There are two different ways in which a bridge component can fail catastrophically: weakness and fatigue. First, and simplest, it might be too weak to cope with a sudden transient load. If a bridge is designed to carry no more than 100 cars, but 200 heavy trucks drive onto it instead, that creates a dangerous, transient load. Or if hurricane-force winds buffet the bridge, twisting the deck much more than it's designed to cope with, that can be catastrophic too. So a bridge can fail through weakness because a force exceeds what's called the ultimate tensile strength (the most you can pull) or compressive strength (the most you can push) of the materials from which it's constructed.
But a bridge can also fail even if the forces on it are relatively modest and well within these limits.

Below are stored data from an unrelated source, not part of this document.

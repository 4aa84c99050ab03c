use super::ConfigError;
use camino::Utf8Path;
use std::fs;
use std::io::ErrorKind;

/// Raw lines of an SLSsteam `config.yaml`.
///
/// Nothing is interpreted at load time: comments, unknown keys and odd
/// spacing round-trip verbatim. Only the lines an edit touches change.
#[derive(Debug, Clone, Default, PartialEq, Eq)]
pub struct LineDocument {
    lines: Vec<String>,
    trailing_newline: bool,
}

impl LineDocument {
    /// Parse text into lines. Line terminators are dropped; a `\r` before `\n`
    /// stays part of the line so CRLF files are written back unchanged.
    pub fn parse(text: &str) -> Self {
        if text.is_empty() {
            return Self::default();
        }

        let trailing_newline = text.ends_with('\n');
        let body = if trailing_newline {
            &text[..text.len() - 1]
        } else {
            text
        };

        Self {
            lines: body.split('\n').map(str::to_string).collect(),
            trailing_newline,
        }
    }

    /// Load a document from disk. A missing file is an empty document.
    pub fn load(path: &Utf8Path) -> Result<Self, ConfigError> {
        match fs::read_to_string(path) {
            Ok(text) => Ok(Self::parse(&text)),
            Err(e) if e.kind() == ErrorKind::NotFound => {
                tracing::debug!("{} does not exist, starting from an empty document", path);
                Ok(Self::default())
            }
            Err(source) => Err(ConfigError::Unreadable {
                path: path.to_path_buf(),
                source,
            }),
        }
    }

    pub fn lines(&self) -> &[String] {
        &self.lines
    }

    pub fn len(&self) -> usize {
        self.lines.len()
    }

    pub fn is_empty(&self) -> bool {
        self.lines.is_empty()
    }

    pub fn line(&self, index: usize) -> Option<&str> {
        self.lines.get(index).map(String::as_str)
    }

    pub fn insert(&mut self, index: usize, line: String) {
        self.lines.insert(index, line);
    }

    pub fn replace(&mut self, index: usize, line: String) {
        self.lines[index] = line;
    }

    pub fn remove(&mut self, index: usize) -> String {
        self.lines.remove(index)
    }

    /// Remove the lines in `range`, returning how many were dropped.
    pub fn remove_range(&mut self, range: std::ops::Range<usize>) -> usize {
        let count = range.len();
        self.lines.drain(range);
        count
    }

    /// Append a line at the end of the document. Anything appended makes the
    /// document end with a newline.
    pub fn push(&mut self, line: String) {
        self.lines.push(line);
        self.trailing_newline = true;
    }

    /// Render the document back to file contents.
    pub fn render(&self) -> String {
        let mut out = self.lines.join("\n");
        if self.trailing_newline && !self.lines.is_empty() {
            out.push('\n');
        }
        out
    }
}

/// Number of leading whitespace columns of a line (spaces and tabs count one).
pub fn indent_of(line: &str) -> usize {
    line.len() - line.trim_start_matches([' ', '\t']).len()
}

/// Whether a line has no content besides whitespace.
pub fn is_blank(line: &str) -> bool {
    line.trim().is_empty()
}
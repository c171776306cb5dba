//! arcade-serial: link to the auxiliary "hacker" device over a serial port.
//! Discovers and ranks ports, owns the single open connection, frames
//! inbound lines, and keeps reconnecting in the background.

pub mod broadcast;
pub mod registry;
pub mod supervisor;
pub mod transport;

pub use broadcast::StatusBroadcaster;
pub use registry::SerialDeviceRegistry;
pub use supervisor::{SerialSupervisor, SupervisorConfig};
pub use transport::{SerialTransport, SystemSerial};
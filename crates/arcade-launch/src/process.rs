//! Ownership of a spawned game process until it exits.

use std::time::Duration;

use tokio::io::{AsyncBufReadExt, AsyncRead, BufReader};
use tokio::process::Child;
use tokio::task::JoinHandle;

/// How long output pumps may keep draining after the process is gone.
const PUMP_DRAIN: Duration = Duration::from_millis(250);

/// A running game process and its output subscriptions.
///
/// Created at spawn time. [`wait_exit`](Self::wait_exit) consumes the handle,
/// so exit is observed exactly once and the pumps are released with it.
pub struct GameProcessHandle {
    game_path: String,
    child: Child,
    pumps: Vec<JoinHandle<()>>,
}

impl GameProcessHandle {
    /// Take ownership of `child`, forwarding any piped stdout/stderr to the log.
    pub fn new(game_path: impl Into<String>, mut child: Child) -> Self {
        let game_path = game_path.into();
        let mut pumps = Vec::with_capacity(2);
        if let Some(stdout) = child.stdout.take() {
            pumps.push(tokio::spawn(pump_lines(stdout, game_path.clone(), Stream::Stdout)));
        }
        if let Some(stderr) = child.stderr.take() {
            pumps.push(tokio::spawn(pump_lines(stderr, game_path.clone(), Stream::Stderr)));
        }
        Self {
            game_path,
            child,
            pumps,
        }
    }

    pub fn game_path(&self) -> &str {
        &self.game_path
    }

    /// OS process id, if the process has not been reaped yet.
    pub fn id(&self) -> Option<u32> {
        self.child.id()
    }

    /// Wait for the process to terminate and release its pumps.
    ///
    /// Returns the exit code, or `None` if it was killed by a signal or the
    /// wait itself failed.
    pub async fn wait_exit(mut self) -> Option<i32> {
        let code = match self.child.wait().await {
            Ok(status) => status.code(),
            Err(e) => {
                tracing::warn!(game = %self.game_path, "waiting on game process failed: {e}");
                None
            }
        };

        for mut pump in self.pumps.drain(..) {
            if tokio::time::timeout(PUMP_DRAIN, &mut pump).await.is_err() {
                pump.abort();
            }
        }
        code
    }
}

#[derive(Debug, Clone, Copy)]
enum Stream {
    Stdout,
    Stderr,
}

async fn pump_lines<R: AsyncRead + Unpin>(reader: R, game: String, stream: Stream) {
    let mut lines = BufReader::new(reader).lines();
    loop {
        match lines.next_line().await {
            Ok(Some(line)) => match stream {
                Stream::Stdout => tracing::info!(target: "arcade::game", game = %game, "{line}"),
                Stream::Stderr => tracing::warn!(target: "arcade::game", game = %game, "{line}"),
            },
            Ok(None) => break,
            Err(e) => {
                tracing::debug!(target: "arcade::game", game = %game, "output stream closed: {e}");
                break;
            }
        }
    }
}
//! `arcade serve`: wire the launcher, serial supervisor and IPC server
//! together and run until a shutdown signal.

use std::sync::Arc;

use arcade_launch::{GameLauncher, ShellWindow, default_python, positioner_for_platform};
use arcade_serial::{SerialSupervisor, SystemSerial};

use crate::config::RuntimeConfig;
use crate::server::{self, AppState};
use crate::shell::HeadlessShell;

/// Run the daemon: starts the reconnect loop and UDS server, waits for a
/// shutdown signal, then closes the serial port.
pub async fn run_daemon(config: RuntimeConfig, socket_path: &str) -> anyhow::Result<()> {
    let games_dir = config.games_dir()?;
    tracing::info!("games directory: {}", games_dir.display());

    let shell: Arc<dyn ShellWindow> = Arc::new(HeadlessShell::new(config.display_rect()));
    let python = config
        .python
        .clone()
        .unwrap_or_else(|| default_python().to_string());
    let positioner = positioner_for_platform(
        config.positioner.attempts,
        config.positioner_interval(),
        &python,
    );
    let launcher = GameLauncher::new(games_dir, shell, positioner).with_python(python);

    let serial = SerialSupervisor::new(SystemSerial, config.supervisor_config());
    let state = Arc::new(AppState {
        launcher,
        serial: serial.clone(),
    });

    serial.start();

    let server_state = Arc::clone(&state);
    let server_socket = socket_path.to_string();
    let server_handle = tokio::spawn(async move {
        if let Err(e) = server::run_server(&server_socket, server_state).await {
            tracing::error!("UDS server error: {e}");
        }
    });

    // Wait for shutdown signal (ctrl-c or SIGTERM)
    let shutdown = async {
        let ctrl_c = tokio::signal::ctrl_c();

        #[cfg(unix)]
        {
            match tokio::signal::unix::signal(tokio::signal::unix::SignalKind::terminate()) {
                Ok(mut sigterm) => {
                    tokio::select! {
                        _ = ctrl_c => tracing::info!("received ctrl-c, shutting down"),
                        _ = sigterm.recv() => tracing::info!("received SIGTERM, shutting down"),
                    }
                }
                Err(e) => {
                    tracing::warn!("cannot register SIGTERM handler: {e}");
                    ctrl_c.await.ok();
                    tracing::info!("received ctrl-c, shutting down");
                }
            }
        }

        #[cfg(not(unix))]
        {
            ctrl_c.await.ok();
            tracing::info!("received ctrl-c, shutting down");
        }
    };

    tokio::select! {
        () = shutdown => {}
        _ = server_handle => {
            tracing::warn!("server exited unexpectedly");
        }
    }

    serial.shutdown().await;

    server::remove_socket(socket_path);
    tracing::info!("daemon stopped");
    Ok(())
}
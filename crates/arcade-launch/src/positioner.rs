//! Best-effort placement of a game's native window after launch.
//!
//! The game's window appears some time after spawn and there is no portable
//! "window created" event, so placement is retried on a timer and simply
//! stops after a fixed number of attempts.

use std::path::Path;
use std::sync::Arc;
use std::time::Duration;

use arcade_core::{LaunchMode, Rect};

/// Moves/resizes a freshly launched game window. Fire-and-forget: failures
/// never reach the launch result.
pub trait WindowPositioner: Send + Sync {
    fn position(&self, target: Rect, mode: LaunchMode);
}

/// Used on platforms without a positioning mechanism.
#[derive(Debug, Default, Clone, Copy)]
pub struct NoopPositioner;

impl WindowPositioner for NoopPositioner {
    fn position(&self, _target: Rect, _mode: LaunchMode) {}
}

/// macOS: drive System Events through `osascript`.
#[derive(Debug, Clone)]
pub struct AppleScriptPositioner {
    process_name: String,
    attempts: u32,
    interval: Duration,
}

impl AppleScriptPositioner {
    pub fn new(attempts: u32, interval: Duration) -> Self {
        Self {
            process_name: "Python".to_string(),
            attempts,
            interval,
        }
    }

    /// Match windows of processes whose name contains `name` (default `Python`).
    #[must_use]
    pub fn with_process_name(mut self, name: impl Into<String>) -> Self {
        self.process_name = name.into();
        self
    }
}

impl Default for AppleScriptPositioner {
    fn default() -> Self {
        Self::new(10, Duration::from_millis(500))
    }
}

impl WindowPositioner for AppleScriptPositioner {
    fn position(&self, target: Rect, mode: LaunchMode) {
        let script = build_positioning_script(target, mode, &self.process_name);
        let attempts = self.attempts;
        let interval = self.interval;

        tokio::spawn(async move {
            for attempt in 1..=attempts {
                tokio::time::sleep(interval).await;
                let result = tokio::process::Command::new("osascript")
                    .arg("-e")
                    .arg(&script)
                    .stdin(std::process::Stdio::null())
                    .stdout(std::process::Stdio::null())
                    .stderr(std::process::Stdio::null())
                    .status()
                    .await;
                match result {
                    Ok(status) if status.success() => {}
                    Ok(status) => {
                        tracing::debug!(attempt, "osascript exited {status}");
                    }
                    Err(e) => {
                        tracing::debug!(attempt, "osascript unavailable: {e}");
                        break;
                    }
                }
            }
            tracing::debug!("window positioning finished");
        });
    }
}

/// AppleScript that moves every window of matching processes to `target`
/// and toggles native fullscreen off for embedded launches.
pub fn build_positioning_script(target: Rect, mode: LaunchMode, process_name: &str) -> String {
    let fullscreen = match mode {
        LaunchMode::Embedded => "false",
        LaunchMode::External => "true",
    };
    let process_name = process_name.replace('\\', "\\\\").replace('"', "\\\"");
    format!(
        r#"tell application "System Events"
  try
    set gameProcesses to every process whose name contains "{process_name}"
    repeat with proc in gameProcesses
      try
        repeat with win in (windows of proc)
          try
            set position of win to {{{x}, {y}}}
            set size of win to {{{w}, {h}}}
            set value of attribute "AXFullScreen" of win to {fullscreen}
          end try
        end repeat
      end try
    end repeat
  end try
end tell"#,
        x = target.x,
        y = target.y,
        w = target.width,
        h = target.height,
    )
}

/// Name fragment that matches the process of `interpreter`:
/// `/opt/homebrew/bin/python3.12` becomes `python`. AppleScript `contains`
/// ignores case, so this also matches the `Python` app process.
pub fn interpreter_process_name(interpreter: &str) -> String {
    let stem = Path::new(interpreter)
        .file_stem()
        .map(|s| s.to_string_lossy().into_owned())
        .unwrap_or_default();
    let name = stem.trim_end_matches(|c: char| c.is_ascii_digit() || c == '.');
    if name.is_empty() {
        "Python".to_string()
    } else {
        name.to_string()
    }
}

/// Pick the positioner for the running platform. Windows are matched by the
/// name of the interpreter that launches `.py` games.
pub fn positioner_for_platform(
    attempts: u32,
    interval: Duration,
    interpreter: &str,
) -> Arc<dyn WindowPositioner> {
    if cfg!(target_os = "macos") {
        Arc::new(
            AppleScriptPositioner::new(attempts, interval)
                .with_process_name(interpreter_process_name(interpreter)),
        )
    } else {
        Arc::new(NoopPositioner)
    }
}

Everyday materials usually have to undergo repeated stresses and strains—for example, a bridge deck is loaded (when a truck drives across) and then unloaded again immediately afterward, and that can happen hundreds or thousands of times a day, hundreds of days a year. Just as a paperclip snaps when you repeatedly bend it back and forth, the endless cycles of stress and strain, flexing and relaxing, can cause materials to weaken over time through a process known as fatigue. Eventually, something like a metal cable or tie in a bridge will snap even though it's not experiencing a particularly high stress at that moment. Fatigue is often compounded by gradual corrosion (rusting) of metal components or what's informally known as concrete cancer (such as when reinforced concrete cracks after the metal reinforcing bars inside it start to rust).
Engineers try to protect against bridge failures in two main ways. If we learn to see bridges as "living structures," constantly aging and being degraded by weather and the environment. it's easy to understand that they need regular maintenance, just like our homes and bodies. Periodic inspections and preventative maintenance helps us spot problems and correct them before it's too late. Engineers can also protect against bridge failure by building in a factor of safety—designing them so they can cope with forces several times larger than they're ever likely to encounter. That might include extra "redundant" components or reinforcements so that even if one part of the structure fails, others can safely share the load until the bridge can be reinforced or repaired.